Web charity helps save Congo’s gorillas

Friday, May 25th, 2007

GOMA, DEMOCRATIC REPUBLIC OF CONGO On a blackboard in a classroom in Stratton Elementary School in Colorado Springs, a montage of photographs and fact sheets has been pinned up under the heading “Silverback Gorillas.”

Together, the 43 children in the second-grade class give $244 a month to support a rarely paid and poorly equipped wildlife ranger half a world away in the Democratic Republic of Congo.

SAVE GORILLAS:http://wildlifedirect.org/

RANGER BLOGS: http://wildlifedirect.org/congo-rangers/

Joseph Aloma Major is a foot soldier in the war to save the world’s critically endangered mountain gorillas, an employee of the Institut Congolais pour la Conservation de la Nature (ICCN), Congo’s wildlife service.

Before the money started flowing from Colorado, directly donated online via a new charity website, , Mr. Aloma could barely do his job.

He had not been paid for several months. His patrol post had no fuel and no vehicle to put it in. And, until last month, he faced the danger of attacks from rebels commanded by dissident Army General Laurent Nkunda, whose troops controlled much of the land surrounding the park.

But now that Congo’s government has signed a cease-fire with Mr. Nkunda’s forces, the area is safe enough to patrol. And thanks to generous donations from people like Stratton second-grader Kori Hernandez, who donated her entire piggy bank (about $30), rangers like Aloma are now getting the money to make protection of the endangered gorillas possible again.

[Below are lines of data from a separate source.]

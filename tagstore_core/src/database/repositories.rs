//! SQLite repository implementations

pub mod tag;

pub use tag::SqliteTagRepository;
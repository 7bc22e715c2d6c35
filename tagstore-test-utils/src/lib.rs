//! Test utilities for tagstore
//!
//! This crate provides repository and digest doubles plus builders for
//! exercising reconciliation and batch creation.

pub mod builders;
pub mod mocks;

// Re-export commonly used types
pub use builders::TagBuilder;
pub use mocks::{MockDigest, RecordingRepository, RepoOp};
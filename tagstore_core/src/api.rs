//! High-level entry point wiring the tag services together
//!
//! [`TagStore`] builds the identity service, reconciler and batch creator
//! from a [`TagConfig`] and an injected repository. Nothing is looked up
//! through global state.

use crate::{
    Result, TagConfig,
    batch::{BatchReport, BatchTagCreator},
    error::ValidationError,
    hashing::{DigestService, digest_service},
    identity::IdentityService,
    model::{Attributes, Tag, TagPatch},
    reconciler::TagReconciler,
    repository::TagRepository,
};
use std::sync::Arc;

/// Tag service facade
///
/// # Examples
///
/// ```
/// use std::sync::Arc;
/// use tagstore_core::{Attributes, MemoryTagRepository, TagConfig, TagStore};
///
/// # async fn example() -> tagstore_core::Result<()> {
/// let store = TagStore::new(TagConfig::default(), Arc::new(MemoryTagRepository::new()));
/// let report = store.add_tags("p1", &["work", "home"], &Attributes::new()).await?;
/// assert_eq!(report.succeeded(), 2);
/// # Ok(())
/// # }
/// ```
#[derive(Clone)]
pub struct TagStore {
    config: TagConfig,
    reconciler: Arc<TagReconciler>,
    batch: BatchTagCreator,
}

impl TagStore {
    /// Create a store using the configured built-in digest
    pub fn new(config: TagConfig, repository: Arc<dyn TagRepository>) -> Self {
        let digest = digest_service(config.digest_algorithm);
        Self::with_digest(config, repository, digest)
    }

    /// Create a store with an explicit digest collaborator
    pub fn with_digest(
        config: TagConfig,
        repository: Arc<dyn TagRepository>,
        digest: Arc<dyn DigestService>,
    ) -> Self {
        let identity = IdentityService::new(digest);
        let reconciler = Arc::new(TagReconciler::with_config(identity, repository, &config));
        let batch = BatchTagCreator::new(reconciler.clone()).with_policy(config.failure_policy);

        Self {
            config,
            reconciler,
            batch,
        }
    }

    pub fn config(&self) -> &TagConfig {
        &self.config
    }

    pub fn reconciler(&self) -> &TagReconciler {
        &self.reconciler
    }

    pub fn repository(&self) -> &Arc<dyn TagRepository> {
        self.reconciler.repository()
    }

    /// Canonical id for a tag name
    pub async fn compute_id(&self, name: &str) -> Result<String> {
        self.reconciler.identity().compute_id(name).await
    }

    /// Look a tag up by name through its canonical id
    pub async fn find_by_name(&self, name: &str) -> Result<Option<Tag>> {
        let id = self.compute_id(name).await?;
        self.repository().find_by_id(&id).await
    }

    /// Fetch a stored tag by name, failing if it does not exist
    pub async fn require_by_name(&self, name: &str) -> Result<Tag> {
        self.find_by_name(name)
            .await?
            .ok_or_else(|| ValidationError::invalid_name(name, "no tag with this name").into())
    }

    pub async fn reconcile(&self, record: Tag, patch: Option<TagPatch>) -> Result<Tag> {
        self.reconciler.reconcile(record, patch).await
    }

    pub async fn add_tags<S>(
        &self,
        profile_id: &str,
        names: &[S],
        shared: &Attributes,
    ) -> Result<BatchReport>
    where
        S: AsRef<str> + Sync,
    {
        self.batch.add_tags(profile_id, names, shared).await
    }

    /// Rename the stored tag called `from`
    pub async fn rename(&self, from: &str, to: &str) -> Result<Tag> {
        let tag = self.require_by_name(from).await?;
        self.reconciler.rename(tag, to).await
    }

    pub async fn trash(&self, name: &str) -> Result<Tag> {
        let tag = self.require_by_name(name).await?;
        self.reconciler.trash(tag).await
    }

    pub async fn restore(&self, name: &str) -> Result<Tag> {
        let tag = self.require_by_name(name).await?;
        self.reconciler.restore(tag).await
    }

    /// Flag the stored tag for purging; its id is left untouched
    pub async fn mark_for_purge(&self, name: &str) -> Result<Tag> {
        let tag = self.require_by_name(name).await?;
        self.reconciler.mark_for_purge(tag).await
    }

    pub async fn list(&self, profile_id: Option<&str>) -> Result<Vec<Tag>> {
        self.repository().list(profile_id).await
    }
}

Risky area for gorillas and humans

The 3,000-square-mile Virunga National Park, a World Heritage Site in eastern Congo where Aloma works, is home to 100 of the world’s last remaining 700 mountain gorillas.

For 13 years or more, it has been a hideout for a jumble of armed militia who have wreaked havoc across the region.

Since 1996, an estimated 120 rangers have been killed in the line of duty.

As recently as January, five patrol stations were attacked and rangers forced to flee. Two silverback gorillas were slaughtered; the remains of one, including its decapitated head, were thrown in a pit.

“Virunga is the oldest such park in Africa and is home to the greatest number of mammal, bird, and reptile species on the continent,” says Emmanuel de Merode, Wildlife Direct’s Kenya-based director. “This, together with the mountain gorilla population, is a key to the economic relaunch of Congo, but after eight years of civil war the ICCN needs some help.”

Thousands of tourists a year pay more than $400 a day or more to see mountain gorillas in neighboring Rwanda and Uganda, and locals would like to have them come to war-torn Congo, too.

How the plan works

The idea is simple. Wildlife Direct acts as a conduit for information, supporting conservation workers in hazardous and remote locations.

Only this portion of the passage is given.